*SOURCE INFORMATION:*
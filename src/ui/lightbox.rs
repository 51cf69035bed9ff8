// SPDX-License-Identifier: MPL-2.0
//! Modal image overlay with cyclic navigation.
//!
//! Renders above the whole page while a lightbox session is open. The
//! backdrop click and the close control both dismiss; the arrows and a
//! click on the image itself step through the sequence, wrapping at both
//! ends.

use crate::engine::LightboxView;
use crate::i18n::fluent::I18n;
use crate::ui::design_tokens::{opacity, palette, radius, sizing, spacing, typography};
use crate::ui::styles;
use iced::widget::{button, image::Handle, mouse_area, Column, Container, Image, Row, Space,
    Stack, Text};
use iced::{Color, Element, Length};

/// Messages emitted by the lightbox chrome.
#[derive(Debug, Clone, Copy)]
pub enum Message {
    Close,
    Next,
    Previous,
}

pub fn view<'a>(session: &LightboxView<'_>, i18n: &I18n) -> Element<'a, Message> {
    let backdrop = button(Space::new().width(Length::Fill).height(Length::Fill))
        .width(Length::Fill)
        .height(Length::Fill)
        .style(styles::button::backdrop)
        .on_press(Message::Close);

    let close = button(Text::new(i18n.tr("lightbox-close")).size(typography::BODY_SM))
        .padding([spacing::XS, spacing::SM])
        .style(styles::button::ghost(
            Color {
                a: opacity::TEXT_SOFT,
                ..palette::WHITE
            },
            palette::WHITE,
        ))
        .on_press(Message::Close);

    let image = mouse_area(
        Image::new(Handle::from_path(session.image.to_path()))
            .width(Length::Fill)
            .height(Length::Fixed(sizing::LIGHTBOX_MAX_HEIGHT)),
    )
    .interaction(iced::mouse::Interaction::Pointer)
    .on_release(Message::Next);

    let nav_button = |label: String, message: Message| {
        button(Text::new(label).size(typography::BODY_SM))
            .padding([spacing::XS, spacing::SM])
            .style(styles::button::ghost(
                Color {
                    a: opacity::TEXT_MUTED,
                    ..palette::WHITE
                },
                palette::WHITE,
            ))
            .on_press(message)
    };

    let counter = Container::new(
        Text::new(session.counter_label())
            .size(typography::CAPTION)
            .color(Color {
                a: opacity::TEXT_MUTED,
                ..palette::WHITE
            }),
    )
    .padding([spacing::XXS, spacing::SM])
    .style(styles::overlay::indicator(radius::FULL));

    let controls = Row::new()
        .align_y(iced::alignment::Vertical::Center)
        .push(nav_button(i18n.tr("lightbox-previous"), Message::Previous))
        .push(Space::new().width(Length::Fill))
        .push(counter)
        .push(Space::new().width(Length::Fill))
        .push(nav_button(i18n.tr("lightbox-next"), Message::Next));

    let panel = Column::new()
        .spacing(spacing::LG)
        .max_width(sizing::LIGHTBOX_MAX_WIDTH)
        .push(
            Row::new()
                .push(Space::new().width(Length::Fill))
                .push(close),
        )
        .push(image)
        .push(controls);

    let centered = Container::new(panel)
        .width(Length::Fill)
        .height(Length::Fill)
        .align_x(iced::alignment::Horizontal::Center)
        .align_y(iced::alignment::Vertical::Center)
        .padding(spacing::XL);

    Stack::new()
        .width(Length::Fill)
        .height(Length::Fill)
        .push(
            Container::new(backdrop)
                .width(Length::Fill)
                .height(Length::Fill)
                .style(styles::overlay::backdrop),
        )
        .push(centered)
        .into()
}
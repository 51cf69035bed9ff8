// SPDX-License-Identifier: MPL-2.0
use std::fmt;

#[derive(Debug, Clone)]
pub enum Error {
    Io(String),
    Config(String),
    Icon(String),
    Content(ContentError),
}

/// Validation failures raised while loading the showcase catalog.
/// The catalog is static, so any of these indicates a packaging defect
/// rather than a runtime condition.
#[derive(Debug, Clone, PartialEq, Eq)]
pub enum ContentError {
    /// An item has an empty identifier.
    EmptyItemId,

    /// Two items share the same identifier.
    DuplicateItemId(String),

    /// An item has no primary image reference.
    MissingPrimaryImage(String),

    /// The catalog contains no items at all.
    EmptyCatalog,
}

impl ContentError {
    /// Returns the i18n message key for this error type.
    pub fn i18n_key(&self) -> &'static str {
        match self {
            ContentError::EmptyItemId => "error-content-empty-id",
            ContentError::DuplicateItemId(_) => "error-content-duplicate-id",
            ContentError::MissingPrimaryImage(_) => "error-content-missing-primary",
            ContentError::EmptyCatalog => "error-content-empty-catalog",
        }
    }
}

impl fmt::Display for ContentError {
    fn fmt(&self, f: &mut fmt::Formatter<'_>) -> fmt::Result {
        match self {
            ContentError::EmptyItemId => write!(f, "Catalog item has an empty identifier"),
            ContentError::DuplicateItemId(id) => {
                write!(f, "Duplicate catalog item identifier: {}", id)
            }
            ContentError::MissingPrimaryImage(id) => {
                write!(f, "Catalog item has no primary image: {}", id)
            }
            ContentError::EmptyCatalog => write!(f, "Catalog contains no items"),
        }
    }
}

impl fmt::Display for Error {
    fn fmt(&self, f: &mut fmt::Formatter<'_>) -> fmt::Result {
        match self {
            Error::Io(e) => write!(f, "I/O Error: {}", e),
            Error::Config(e) => write!(f, "Config Error: {}", e),
            Error::Icon(e) => write!(f, "Icon Error: {}", e),
            Error::Content(e) => write!(f, "Content Error: {}", e),
        }
    }
}

impl From<ContentError> for Error {
    fn from(err: ContentError) -> Self {
        Error::Content(err)
    }
}

impl From<std::io::Error> for Error {
    fn from(err: std::io::Error) -> Self {
        Error::Io(err.to_string())
    }
}

impl From<toml::de::Error> for Error {
    fn from(err: toml::de::Error) -> Self {
        Error::Config(err.to_string())
    }
}

impl From<toml::ser::Error> for Error {
    fn from(err: toml::ser::Error) -> Self {
        Error::Config(err.to_string())
    }
}

pub type Result<T> = std::result::Result<T, Error>;
//! Hornet Guard Edge Unit - Main Entry Point

use std::sync::Arc;

use anyhow::Context;
use control_server::{ControlServer, FIRMWARE_VERSION};
use tokio::sync::watch;
use tracing::{info, warn};
use unit::{init_logging, Hardware, Heartbeat, UnitContext, UnitOptions};

#[tokio::main]
async fn main() -> anyhow::Result<()> {
    init_logging()?;

    info!("=== Hornet Guard unit v{} ===", FIRMWARE_VERSION);
    let dev = std::env::args().any(|arg| arg == "--dev");
    let options = if dev {
        info!("Development mode: local paths, test pattern stream");
        UnitOptions::dev()
    } else {
        UnitOptions::production()
    };

    let ctx = Arc::new(UnitContext::build(options, Hardware::host())?);
    ctx.start_workers()?;

    let server = ControlServer::bind(ctx.options().server.clone(), Arc::new(ctx.app_state()))
        .await
        .context("binding control server")?;
    let server_shutdown = server.shutdown_handle();
    let server_task = tokio::spawn(server.run());

    let (heartbeat_stop, heartbeat_rx) = watch::channel(false);
    let heartbeat_task = tokio::spawn(Heartbeat::new(ctx.clone())?.run(heartbeat_rx));

    ctx.finish_boot();

    tokio::signal::ctrl_c().await?;
    info!("Shutdown requested");

    server_shutdown.shutdown();
    match server_task.await {
        Ok(Ok(())) => {}
        Ok(Err(e)) => warn!("Control server exited with error: {}", e),
        Err(e) => warn!("Control server task failed: {}", e),
    }

    let workers = ctx.clone();
    tokio::task::spawn_blocking(move || workers.stop_workers()).await?;

    heartbeat_stop.send_replace(true);
    if let Err(e) = heartbeat_task.await {
        warn!("Heartbeat task failed: {}", e);
    }

    let hardware = ctx.clone();
    tokio::task::spawn_blocking(move || hardware.park_hardware()).await?;

    info!("Shutdown complete");
    Ok(())
}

*PROBLEM STATEMENT:*
Restate the records above word for word, omitting nothing.

*EXPECTED ANSWER:*
filename src/ui/lightbox.rs
repository 51cf69035bed9ff8
// SPDX-License-Identifier: MPL-2.0
//! Modal image overlay with cyclic navigation.
//!
//! Renders above the whole page while a lightbox session is open. The
//! backdrop click and the close control both dismiss; the arrows and a
//! click on the image itself step through the sequence, wrapping at both
//! ends.

use crate::engine::LightboxView;
use crate::i18n::fluent::I18n;
use crate::ui::design_tokens::{opacity, palette, radius, sizing, spacing, typography};
use crate::ui::styles;
use iced::widget::{button, image::Handle, mouse_area, Column, Container, Image, Row, Space,
    Stack, Text};
use iced::{Color, Element, Length};

/// Messages emitted by the lightbox chrome.
#[derive(Debug, Clone, Copy)]
pub enum Message {
    Close,
    Next,
    Previous,
}

pub fn view<'a>(session: &LightboxView<'_>, i18n: &I18n) -> Element<'a, Message> {
    let backdrop = button(Space::new().width(Length::Fill).height(Length::Fill))
        .width(Length::Fill)
        .height(Length::Fill)
        .style(styles::button::backdrop)
        .on_press(Message::Close);

    let close = button(Text::new(i18n.tr("lightbox-close")).size(typography::BODY_SM))
        .padding([spacing::XS, spacing::SM])
        .style(styles::button::ghost(
            Color {
                a: opacity::TEXT_SOFT,
                ..palette::WHITE
            },
            palette::WHITE,
        ))
        .on_press(Message::Close);

    let image = mouse_area(
        Image::new(Handle::from_path(session.image.to_path()))
            .width(Length::Fill)
            .height(Length::Fixed(sizing::LIGHTBOX_MAX_HEIGHT)),
    )
    .interaction(iced::mouse::Interaction::Pointer)
    .on_release(Message::Next);

    let nav_button = |label: String, message: Message| {
        button(Text::new(label).size(typography::BODY_SM))
            .padding([spacing::XS, spacing::SM])
            .style(styles::button::ghost(
                Color {
                    a: opacity::TEXT_MUTED,
                    ..palette::WHITE
                },
                palette::WHITE,
            ))
            .on_press(message)
    };

    let counter = Container::new(
        Text::new(session.counter_label())
            .size(typography::CAPTION)
            .color(Color {
                a: opacity::TEXT_MUTED,
                ..palette::WHITE
            }),
    )
    .padding([spacing::XXS, spacing::SM])
    .style(styles::overlay::indicator(radius::FULL));

    let controls = Row::new()
        .align_y(iced::alignment::Vertical::Center)
        .push(nav_button(i18n.tr("lightbox-previous"), Message::Previous))
        .push(Space::new().width(Length::Fill))
        .push(counter)
        .push(Space::new().width(Length::Fill))
        .push(nav_button(i18n.tr("lightbox-next"), Message::Next));

    let panel = Column::new()
        .spacing(spacing::LG)
        .max_width(sizing::LIGHTBOX_MAX_WIDTH)
        .push(
            Row::new()
                .push(Space::new().width(Length::Fill))
                .push(close),
        )
        .push(image)
        .push(controls);

    let centered = Container::new(panel)
        .width(Length::Fill)
        .height(Length::Fill)
        .align_x(iced::alignment::Horizontal::Center)
        .align_y(iced::alignment::Vertical::Center)
        .padding(spacing::XL);

    Stack::new()
        .width(Length::Fill)
        .height(Length::Fill)
        .push(
            Container::new(backdrop)
                .width(Length::Fill)
                .height(Length::Fill)
                .style(styles::overlay::backdrop),
        )
        .push(centered)
        .into()
}
repository 51cf69035bed9ff8
// SPDX-License-Identifier: MPL-2.0
use std::fmt;

#[derive(Debug, Clone)]
pub enum Error {
    Io(String),
    Config(String),
    Icon(String),
    Content(ContentError),
}

/// Validation failures raised while loading the showcase catalog.
/// The catalog is static, so any of these indicates a packaging defect
/// rather than a runtime condition.
#[derive(Debug, Clone, PartialEq, Eq)]
pub enum ContentError {
    /// An item has an empty identifier.
    EmptyItemId,

    /// Two items share the same identifier.
    DuplicateItemId(String),

    /// An item has no primary image reference.
    MissingPrimaryImage(String),

    /// The catalog contains no items at all.
    EmptyCatalog,
}

impl ContentError {
    /// Returns the i18n message key for this error type.
    pub fn i18n_key(&self) -> &'static str {
        match self {
            ContentError::EmptyItemId => "error-content-empty-id",
            ContentError::DuplicateItemId(_) => "error-content-duplicate-id",
            ContentError::MissingPrimaryImage(_) => "error-content-missing-primary",
            ContentError::EmptyCatalog => "error-content-empty-catalog",
        }
    }
}

impl fmt::Display for ContentError {
    fn fmt(&self, f: &mut fmt::Formatter<'_>) -> fmt::Result {
        match self {
            ContentError::EmptyItemId => write!(f, "Catalog item has an empty identifier"),
            ContentError::DuplicateItemId(id) => {
                write!(f, "Duplicate catalog item identifier: {}", id)
            }
            ContentError::MissingPrimaryImage(id) => {
                write!(f, "Catalog item has no primary image: {}", id)
            }
            ContentError::EmptyCatalog => write!(f, "Catalog contains no items"),
        }
    }
}

impl fmt::Display for Error {
    fn fmt(&self, f: &mut fmt::Formatter<'_>) -> fmt::Result {
        match self {
            Error::Io(e) => write!(f, "I/O Error: {}", e),
            Error::Config(e) => write!(f, "Config Error: {}", e),
            Error::Icon(e) => write!(f, "Icon Error: {}", e),
            Error::Content(e) => write!(f, "Content Error: {}", e),
        }
    }
}

impl From<ContentError> for Error {
    fn from(err: ContentError) -> Self {
        Error::Content(err)
    }
}

impl From<std::io::Error> for Error {
    fn from(err: std::io::Error) -> Self {
        Error::Io(err.to_string())
    }
}

impl From<toml::de::Error> for Error {
    fn from(err: toml::de::Error) -> Self {
        Error::Config(err.to_string())
    }
}

impl From<toml::ser::Error> for Error {
    fn from(err: toml::ser::Error) -> Self {
        Error::Config(err.to_string())
    }
}

pub type Result<T> = std::result::Result<T, Error>;
//! Hornet Guard Edge Unit - Main Entry Point

use std::sync::Arc;

use anyhow::Context;
use control_server::{ControlServer, FIRMWARE_VERSION};
use tokio::sync::watch;
use tracing::{info, warn};
use unit::{init_logging, Hardware, Heartbeat, UnitContext, UnitOptions};

#[tokio::main]
async fn main() -> anyhow::Result<()> {
    init_logging()?;

    info!("=== Hornet Guard unit v{} ===", FIRMWARE_VERSION);
    let dev = std::env::args().any(|arg| arg == "--dev");
    let options = if dev {
        info!("Development mode: local paths, test pattern stream");
        UnitOptions::dev()
    } else {
        UnitOptions::production()
    };

    let ctx = Arc::new(UnitContext::build(options, Hardware::host())?);
    ctx.start_workers()?;

    let server = ControlServer::bind(ctx.options().server.clone(), Arc::new(ctx.app_state()))
        .await
        .context("binding control server")?;
    let server_shutdown = server.shutdown_handle();
    let server_task = tokio::spawn(server.run());

    let (heartbeat_stop, heartbeat_rx) = watch::channel(false);
    let heartbeat_task = tokio::spawn(Heartbeat::new(ctx.clone())?.run(heartbeat_rx));

    ctx.finish_boot();

    tokio::signal::ctrl_c().await?;
    info!("Shutdown requested");

    server_shutdown.shutdown();
    match server_task.await {
        Ok(Ok(())) => {}
        Ok(Err(e)) => warn!("Control server exited with error: {}", e),
        Err(e) => warn!("Control server task failed: {}", e),
    }

    let workers = ctx.clone();
    tokio::task::spawn_blocking(move || workers.stop_workers()).await?;

    heartbeat_stop.send_replace(true);
    if let Err(e) = heartbeat_task.await {
        warn!("Heartbeat task failed: {}", e);
    }

    let hardware = ctx.clone();
    tokio::task::spawn_blocking(move || hardware.park_hardware()).await?;

    info!("Shutdown complete");
    Ok(())
}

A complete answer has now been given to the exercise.